Luftrausers

As another game of Luftrausers ends with an unplanned explosion, a single thought persists; I can do better. How, is a matter of conflict. I mean, I know I can improve upon my previous performance, but I’m not quite sure how to refine and appropriate technique inside the myriad of presented options. This leads to a persistent duel between confidence and doubt where improvement is reliant on a preference between, for example, an infinitely-blasting pinpoint laser and a monster canon outputting insane damage. Providing the player with heaps of options to tackle problems is nothing new. Creating a large number of choices and making each one uniquely viable? That’s special, and it’s Luftrausers’ specialty.

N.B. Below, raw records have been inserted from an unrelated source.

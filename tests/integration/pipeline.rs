//! End-to-end pipeline scenarios: catalog change → scheduler → probe
//! worker → ingestion → reporting, against wiremock probe targets.

use std::time::Duration;

use chrono::Utc;
use fleetwatch::{ServerSpec, ServerStatus};
use wiremock::matchers::{method, path};
use wiremock::{Mock, MockServer, ResponseTemplate};

use crate::helpers::TestSystem;

fn spec(name: &str, port: u16, interval: u32) -> ServerSpec {
    ServerSpec {
        server_name: name.to_string(),
        ipv4: "127.0.0.1".parse().unwrap(),
        port,
        health_endpoint: "/ping".to_string(),
        health_check_interval: interval,
    }
}

async fn wait_for_status(system: &TestSystem, id: &str, expected: ServerStatus, secs: u64) {
    let deadline = tokio::time::Instant::now() + Duration::from_secs(secs);
    loop {
        let server = system.catalog_store.get_server(id).await.unwrap();
        if server.status == expected {
            return;
        }
        assert!(
            tokio::time::Instant::now() < deadline,
            "server never became {expected}, stuck at {}",
            server.status
        );
        tokio::time::sleep(Duration::from_millis(100)).await;
    }
}

// Happy path: a healthy 2s-interval server accumulates observations
// and reports ~100% uptime.
#[tokio::test]
async fn healthy_server_accumulates_observations() {
    let system = TestSystem::start().await;
    let handles = system.start_pipeline();

    let target = MockServer::start().await;
    Mock::given(method("GET"))
        .and(path("/ping"))
        .respond_with(ResponseTemplate::new(200))
        .mount(&target)
        .await;

    let started = Utc::now();
    let server = system
        .catalog
        .create_server(&spec("web-01", target.address().port(), 2))
        .await
        .unwrap();

    wait_for_status(&system, &server.id, ServerStatus::Healthy, 10).await;
    tokio::time::sleep(Duration::from_secs(5)).await;

    let observations = system
        .observations
        .observations_for_server(
            &server.id,
            started,
            Utc::now() + chrono::Duration::seconds(1),
        )
        .await
        .unwrap();

    // ~5s of 2s-interval checks plus the immediate first one.
    assert!(
        observations.len() >= 2,
        "expected at least 2 observations, got {}",
        observations.len()
    );
    assert!(observations.iter().all(|o| o.status == ServerStatus::Healthy));

    let uptime = system
        .reports
        .uptime_percentage(
            &server.id,
            started,
            Utc::now() + chrono::Duration::seconds(1),
        )
        .await
        .unwrap();
    assert!((uptime - 100.0).abs() < 1e-6, "uptime was {uptime}");

    handles.shutdown().await;
}

// Refused connections classify as inactive on the first attempt.
#[tokio::test]
async fn refused_server_becomes_inactive_without_retries() {
    let system = TestSystem::start().await;
    let handles = system.start_pipeline();

    // Port 1: nothing listens, connections are refused.
    let started = Utc::now();
    let server = system
        .catalog
        .create_server(&spec("dead-01", 1, 2))
        .await
        .unwrap();

    wait_for_status(&system, &server.id, ServerStatus::Inactive, 10).await;

    let observations = system
        .observations
        .observations_for_server(
            &server.id,
            started,
            Utc::now() + chrono::Duration::seconds(1),
        )
        .await
        .unwrap();
    assert!(!observations.is_empty());
    assert_eq!(observations[0].attempts, 1);
    assert_eq!(observations[0].status_numeric, 0);

    handles.shutdown().await;
}

// A 404 from the health endpoint is a configuration error.
#[tokio::test]
async fn not_found_health_endpoint_is_a_configuration_error() {
    let system = TestSystem::start().await;
    let handles = system.start_pipeline();

    let target = MockServer::start().await;
    Mock::given(method("GET"))
        .and(path("/ping"))
        .respond_with(ResponseTemplate::new(404))
        .mount(&target)
        .await;

    let started = Utc::now();
    let server = system
        .catalog
        .create_server(&spec("misconf-01", target.address().port(), 2))
        .await
        .unwrap();

    wait_for_status(&system, &server.id, ServerStatus::ConfigurationError, 10).await;

    let observations = system
        .observations
        .observations_for_server(
            &server.id,
            started,
            Utc::now() + chrono::Duration::seconds(1),
        )
        .await
        .unwrap();
    assert_eq!(observations[0].status_numeric, 0);

    handles.shutdown().await;
}

// 5xx responses are unhealthy, and the status follows recovery.
#[tokio::test]
async fn status_follows_the_target_across_restarts() {
    let system = TestSystem::start().await;
    let handles = system.start_pipeline();

    let target = MockServer::start().await;
    Mock::given(method("GET"))
        .and(path("/ping"))
        .respond_with(ResponseTemplate::new(500))
        .mount(&target)
        .await;

    let server = system
        .catalog
        .create_server(&spec("flappy-01", target.address().port(), 1))
        .await
        .unwrap();

    wait_for_status(&system, &server.id, ServerStatus::Unhealthy, 10).await;

    // The target recovers.
    target.reset().await;
    Mock::given(method("GET"))
        .and(path("/ping"))
        .respond_with(ResponseTemplate::new(200))
        .mount(&target)
        .await;

    wait_for_status(&system, &server.id, ServerStatus::Healthy, 10).await;

    handles.shutdown().await;
}

// Change propagation: deleting a server stops its probes.
#[tokio::test]
async fn deleting_a_server_stops_scheduling() {
    let system = TestSystem::start().await;
    let handles = system.start_pipeline();

    let target = MockServer::start().await;
    Mock::given(method("GET"))
        .and(path("/ping"))
        .respond_with(ResponseTemplate::new(200))
        .mount(&target)
        .await;

    let server = system
        .catalog
        .create_server(&spec("gone-01", target.address().port(), 1))
        .await
        .unwrap();
    wait_for_status(&system, &server.id, ServerStatus::Healthy, 10).await;

    system.catalog.delete_server(&server.id).await.unwrap();
    // Give the delete event time to reach the schedule replica.
    tokio::time::sleep(Duration::from_secs(2)).await;

    let count_at_quiesce = system
        .observations
        .observations_for_server(
            &server.id,
            Utc::now() - chrono::Duration::hours(1),
            Utc::now() + chrono::Duration::seconds(1),
        )
        .await
        .unwrap()
        .len();

    tokio::time::sleep(Duration::from_secs(3)).await;

    let count_later = system
        .observations
        .observations_for_server(
            &server.id,
            Utc::now() - chrono::Duration::hours(1),
            Utc::now() + chrono::Duration::seconds(1),
        )
        .await
        .unwrap()
        .len();

    assert_eq!(count_at_quiesce, count_later, "probes kept arriving after delete");

    handles.shutdown().await;
}

// Scheduling fairness: a healthy server with interval I produces
// about W/I observations over a window W.
#[tokio::test]
async fn check_cadence_matches_the_interval() {
    let system = TestSystem::start().await;
    let handles = system.start_pipeline();

    let target = MockServer::start().await;
    Mock::given(method("GET"))
        .and(path("/ping"))
        .respond_with(ResponseTemplate::new(200))
        .mount(&target)
        .await;

    let started = Utc::now();
    let server = system
        .catalog
        .create_server(&spec("steady-01", target.address().port(), 1))
        .await
        .unwrap();

    tokio::time::sleep(Duration::from_secs(6)).await;
    handles.shutdown().await;

    let observations = system
        .observations
        .observations_for_server(
            &server.id,
            started,
            Utc::now() + chrono::Duration::seconds(1),
        )
        .await
        .unwrap();

    // 6 seconds at a 1s interval: allow generous slack for scheduler
    // start-up and CI jitter, but it must keep a steady cadence.
    assert!(
        (3..=8).contains(&observations.len()),
        "expected ~6 observations, got {}",
        observations.len()
    );
}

Luftrausers is an arcade-style 2D shooter from Vlambeer, a two-person development team best known for iOS standouts Super Crate Box and Ridiculous Fishing. Like its brethren, Luftrausers deceives the eyes with a seemingly sterile, lo-fi presentation before assaulting the body and mind with simple and elegant mechanics wrapped inside challenges cleanly designed to push any perceived personal limit. Literally stated, Luftrausers is an absurdist dog-fighting simulator where the player-controlled aircraft and must obliterate the opposition while avoiding enemy fire. And it welcomes and rewards varying degrees of approach.

Everything in sight begs to be destroyed. Smaller planes are in great supply, but offer paltry resistance and few points. Medium-sized boats are affixed to the water they’re born in, but belt out more damaging fire. They’re quickly joined by kamikaze-crazy jets, missiles launched by submarines, hunting jets called aces, giant hulking battleships with massive guns, and – why not – a massive flying fortress affectionately known as a blimp. Every piece of opposition opens fire on the player, rendering the open-air a fluctuating maze of assorted gun fire.

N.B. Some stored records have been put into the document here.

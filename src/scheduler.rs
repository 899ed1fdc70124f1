//! Scheduler: due-scan dispatch plus the change-event consumer
//!
//! Turns "servers whose next-check time has elapsed" into one probe
//! request per server. Replicas are stateless — the schedule table is
//! the only state — so any number of them can run; the worst a race
//! costs is a duplicate probe request, which the ingestion side
//! tolerates.
//!
//! ## Tick algorithm
//!
//! ```text
//! every 1s:
//!   due   = SELECT ... WHERE next_check_at <= now
//!   write one probe request per row (atomic batch)
//!   advance next_check_at = store_now + interval for the batch
//! ```
//!
//! A failed stream write skips the advance, so the same servers are
//! picked up next tick (at-least-once). A failed advance after a
//! successful write re-emits next tick — duplicates, not gaps.

use std::sync::Arc;
use std::time::Duration;

use tokio::sync::{mpsc, oneshot};
use tokio::time::interval;
use tracing::{debug, error, instrument, warn};

use crate::schedule::ScheduleStore;
use crate::stream::{StreamReader, StreamWriter};
use crate::{ChangeEvent, ChangeOp};

/// Tick cadence; also the floor on duplicate-dispatch frequency.
const TICK_INTERVAL: Duration = Duration::from_secs(1);

/// Deadline for one tick's worth of store and stream work.
const TICK_DEADLINE: Duration = Duration::from_secs(10);

#[derive(Debug)]
enum SchedulerCommand {
    /// Run one tick immediately (testing and manual kicks).
    TickNow { respond_to: oneshot::Sender<()> },
    Shutdown,
}

pub struct Scheduler {
    store: ScheduleStore,
    requests: Arc<dyn StreamWriter>,
    command_rx: mpsc::Receiver<SchedulerCommand>,
}

impl Scheduler {
    #[instrument(skip(self))]
    async fn run(mut self) {
        debug!("starting scheduler");
        let mut ticker = interval(TICK_INTERVAL);

        loop {
            tokio::select! {
                _ = ticker.tick() => {
                    self.on_tick().await;
                }

                Some(cmd) = self.command_rx.recv() => {
                    match cmd {
                        SchedulerCommand::TickNow { respond_to } => {
                            self.on_tick().await;
                            let _ = respond_to.send(());
                        }
                        SchedulerCommand::Shutdown => {
                            debug!("received shutdown command");
                            break;
                        }
                    }
                }

                else => {
                    warn!("command channel closed, shutting down");
                    break;
                }
            }
        }

        debug!("scheduler stopped");
    }

    async fn on_tick(&self) {
        let result = tokio::time::timeout(TICK_DEADLINE, self.dispatch_due()).await;
        match result {
            Ok(Ok(dispatched)) if dispatched > 0 => {
                debug!("dispatched {} probe requests", dispatched);
            }
            Ok(Ok(_)) => {}
            Ok(Err(e)) => error!("tick failed: {e}"),
            Err(_) => error!("tick exceeded {}s deadline", TICK_DEADLINE.as_secs()),
        }
    }

    async fn dispatch_due(&self) -> anyhow::Result<usize> {
        let due = self.store.due_servers(chrono::Utc::now()).await?;
        if due.is_empty() {
            return Ok(0);
        }

        let mut messages = Vec::with_capacity(due.len());
        let mut ids = Vec::with_capacity(due.len());
        for request in &due {
            match serde_json::to_string(request) {
                Ok(payload) => {
                    messages.push((request.id.clone(), payload));
                    ids.push(request.id.clone());
                }
                Err(e) => {
                    error!("failed to serialize probe request for {}: {e}", request.id);
                }
            }
        }

        // Emit first; only servers whose requests are durable get
        // their next check advanced.
        self.requests.append_all(messages).await?;

        if let Err(e) = self.store.advance(&ids).await {
            // The requests are already on the stream. Next tick will
            // re-emit for these ids; consumers tolerate duplicates.
            error!("failed to advance next-check times: {e}");
        }

        Ok(ids.len())
    }
}

/// Handle for controlling a scheduler replica
#[derive(Clone)]
pub struct SchedulerHandle {
    sender: mpsc::Sender<SchedulerCommand>,
}

impl SchedulerHandle {
    pub fn spawn(store: ScheduleStore, requests: Arc<dyn StreamWriter>) -> Self {
        let (cmd_tx, cmd_rx) = mpsc::channel(8);
        let scheduler = Scheduler {
            store,
            requests,
            command_rx: cmd_rx,
        };
        tokio::spawn(scheduler.run());
        Self { sender: cmd_tx }
    }

    /// Run one tick immediately and wait for it to complete.
    pub async fn tick_now(&self) -> anyhow::Result<()> {
        let (tx, rx) = oneshot::channel();
        self.sender
            .send(SchedulerCommand::TickNow { respond_to: tx })
            .await?;
        rx.await?;
        Ok(())
    }

    pub async fn shutdown(&self) {
        let _ = self.sender.send(SchedulerCommand::Shutdown).await;
    }
}

// ============================================================================
// Change-event consumer
// ============================================================================

/// Applies catalog change events to the schedule replica.
///
/// Creates and updates upsert the probe fields (an update never
/// rewinds the outstanding next-check time); deletes drop the row.
/// Undecodable events are committed and dropped — replaying them
/// forever would wedge the partition.
pub struct ChangeConsumer {
    reader: Box<dyn StreamReader>,
    store: ScheduleStore,
    command_rx: mpsc::Receiver<ConsumerCommand>,
}

#[derive(Debug)]
enum ConsumerCommand {
    Shutdown,
}

impl ChangeConsumer {
    #[instrument(skip(self))]
    async fn run(mut self) {
        debug!("starting change consumer");

        loop {
            tokio::select! {
                fetched = self.reader.fetch() => {
                    let message = match fetched {
                        Ok(message) => message,
                        Err(e) => {
                            error!("failed to fetch change event: {e}");
                            continue;
                        }
                    };

                    let event: ChangeEvent = match serde_json::from_str(&message.payload) {
                        Ok(event) => event,
                        Err(e) => {
                            warn!("dropping undecodable change event at offset {}: {e}", message.offset);
                            if let Err(e) = self.reader.commit(message.offset).await {
                                error!("failed to commit poison change event: {e}");
                            }
                            continue;
                        }
                    };

                    if let Err(e) = self.apply(&event).await {
                        // No commit: redelivered after restart.
                        error!("failed to apply change event at offset {}: {e}", message.offset);
                        continue;
                    }

                    if let Err(e) = self.reader.commit(message.offset).await {
                        error!("failed to commit change event: {e}");
                    }
                }

                Some(ConsumerCommand::Shutdown) = self.command_rx.recv() => {
                    debug!("received shutdown command");
                    break;
                }
            }
        }

        debug!("change consumer stopped");
    }

    async fn apply(&self, event: &ChangeEvent) -> anyhow::Result<()> {
        match event.payload.op {
            ChangeOp::Create | ChangeOp::Update => {
                let image = event
                    .payload
                    .after
                    .as_ref()
                    .ok_or_else(|| anyhow::anyhow!("change event has no after image"))?;
                self.store.upsert(image).await?;
            }
            ChangeOp::Delete => {
                let image = event
                    .payload
                    .before
                    .as_ref()
                    .ok_or_else(|| anyhow::anyhow!("delete event has no before image"))?;
                self.store.delete(&image.id).await?;
            }
        }
        Ok(())
    }
}

/// Handle for controlling a ChangeConsumer
#[derive(Clone)]
pub struct ChangeConsumerHandle {
    sender: mpsc::Sender<ConsumerCommand>,
}

impl ChangeConsumerHandle {
    pub fn spawn(reader: Box<dyn StreamReader>, store: ScheduleStore) -> Self {
        let (cmd_tx, cmd_rx) = mpsc::channel(4);
        let consumer = ChangeConsumer {
            reader,
            store,
            command_rx: cmd_rx,
        };
        tokio::spawn(consumer.run());
        Self { sender: cmd_tx }
    }

    pub async fn shutdown(&self) {
        let _ = self.sender.send(ConsumerCommand::Shutdown).await;
    }
}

What makes Luftrausers so much damn fun is its loose and yet demanding approach to player-control. The default ship behaves like a monkey fired out of a giant slingshot. Limiting control to turning clockwise and counterclockwise and a thrust button initially feels inarticulate and dodgy, but once inertia is learned and thrust is appreciated, it transitions to art of higher learning. It’s like you’re constantly trying to manage a slingshotting projectile, all the while dancing between gunfire and lining up shots against anything within range. The map’s top and bottom, sky and water, respectively, serve as boundaries that slowly damage the player. Basically, everything in Luftrausers aches to kill you.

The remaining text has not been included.